= Artificial neural membrane =

Artificial neural membrane (ANM) refers to a new class of functional structure developed through research adaptive and evolutionary neural networks and programmable materials. The greatest interest in ANM structures surround their potential as open architecture environments for the integration of microscale and nanoscale devices.

Originally based on the Neurogenesis Algorithms developed by mathematician and engineering physicist Dr. P. A. Menges. While working as a postdoctoral research associate at Los Alamos National Laboratory, Dr. Menges became interested in thin film materials used in specialized sensors also referred to as smart skins. After leaving the laboratory she established a computational method allowing networks to automatically embed or simulate on other networks based in functional materials.

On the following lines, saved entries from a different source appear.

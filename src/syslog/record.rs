use bytes::{BufMut, Bytes, BytesMut};

/// UTF-8 byte-order mark that precedes the message body.
pub const BOM: &[u8] = b"\xEF\xBB\xBF";

// Host color codes look like "\x1b[0;32m" (7 bytes) before the message and
// "\x1b[0m" (4 bytes) after it.
const COLOR_PREFIX_LEN: usize = 7;
const COLOR_SUFFIX_LEN: usize = 4;
const MIN_STRIPPABLE_LEN: usize = COLOR_PREFIX_LEN + COLOR_SUFFIX_LEN;

/// Removes the leading color escape and trailing reset sequence.
///
/// Payloads of 11 bytes or fewer, and payloads where the cut would split a
/// UTF-8 character, are returned unchanged.
pub fn strip_color_codes(payload: &str) -> &str {
    if payload.len() <= MIN_STRIPPABLE_LEN {
        return payload;
    }
    payload
        .get(COLOR_PREFIX_LEN..payload.len() - COLOR_SUFFIX_LEN)
        .unwrap_or(payload)
}

/// Encodes a complete syslog record.
///
/// Client id and tag are written verbatim, so empty values leave empty fields.
pub fn encode(priority: u8, client_id: &str, tag: &str, payload: &str) -> Bytes {
    let header = format!("<{priority}>1 - {client_id} {tag} - - - ");

    let mut record = BytesMut::with_capacity(header.len() + BOM.len() + payload.len());
    record.put_slice(header.as_bytes());
    record.put_slice(BOM);
    record.put_slice(payload.as_bytes());
    record.freeze()
}

/// Builds wire records, optionally sanitizing payloads first.
#[derive(Debug, Clone, Copy, PartialEq, Eq)]
pub struct RecordFormatter {
    strip_colors: bool,
}

impl Default for RecordFormatter {
    fn default() -> Self {
        Self { strip_colors: true }
    }
}

impl RecordFormatter {
    pub fn new(strip_colors: bool) -> Self {
        Self { strip_colors }
    }

    pub fn strip_colors(&self) -> bool {
        self.strip_colors
    }

    pub fn set_strip_colors(&mut self, strip_colors: bool) {
        self.strip_colors = strip_colors;
    }

    pub fn sanitize<'a>(&self, payload: &'a str) -> &'a str {
        if self.strip_colors {
            strip_color_codes(payload)
        } else {
            payload
        }
    }

    pub fn format(&self, priority: u8, client_id: &str, tag: &str, payload: &str) -> Bytes {
        encode(priority, client_id, tag, self.sanitize(payload))
    }
}

#[cfg(test)]
mod tests {
    use super::*;

    const COLORED_HELLO: &str = "\x1b[0;32mHello\x1b[0m";

    #[test]
    fn test_encode_layout() {
        let record = encode(6, "node", "wifi", "connected");
        assert_eq!(
            record.as_ref(),
            b"<6>1 - node wifi - - - \xEF\xBB\xBFconnected".as_slice()
        );
    }

    #[test]
    fn test_encode_empty_fields_verbatim() {
        let record = encode(0, "", "", "");
        assert_eq!(record.as_ref(), b"<0>1 -   - - - \xEF\xBB\xBF".as_slice());
    }

    #[test]
    fn test_strip_color_codes() {
        assert_eq!(strip_color_codes(COLORED_HELLO), "Hello");
    }

    #[test]
    fn test_strip_short_payload_passes_through() {
        assert_eq!(strip_color_codes("short"), "short");
        assert_eq!(strip_color_codes("exactly 11b"), "exactly 11b");
        assert_eq!(strip_color_codes("twelve bytes"), "b");
    }

    #[test]
    fn test_strip_never_splits_characters() {
        // The 7-byte cut would land inside the euro sign.
        let payload = "aaaaaa€bbbbbbbb";
        assert_eq!(strip_color_codes(payload), payload);
    }

    #[test]
    fn test_formatter_respects_flag() {
        let stripping = RecordFormatter::new(true);
        let verbatim = RecordFormatter::new(false);

        let stripped = stripping.format(7, "node", "app", COLORED_HELLO);
        assert!(stripped.ends_with(b"\xEF\xBB\xBFHello"));

        let untouched = verbatim.format(7, "node", "app", COLORED_HELLO);
        assert!(untouched.ends_with(COLORED_HELLO.as_bytes()));
    }
}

Artificial neural membrane technology development has been funded by the NASA Institute for Advanced Concepts, for application to flapping wing flight. Currently Aerospace Research Systems, Inc – the agency that pioneered work in developing artificial neurons for use in control of multifunctional smart structures – is applying the technology to reusable launch vehicles. Other applications include biotechnology processes, morphing aircraft and spacecraft, adaptive wind generators, and artificial organs. Recent research also indicates that ANM systems may provide the first truly automated intentional or conceptual programming environment. The ANM technology has been referred as being as significant as semiconductors in the 1950s.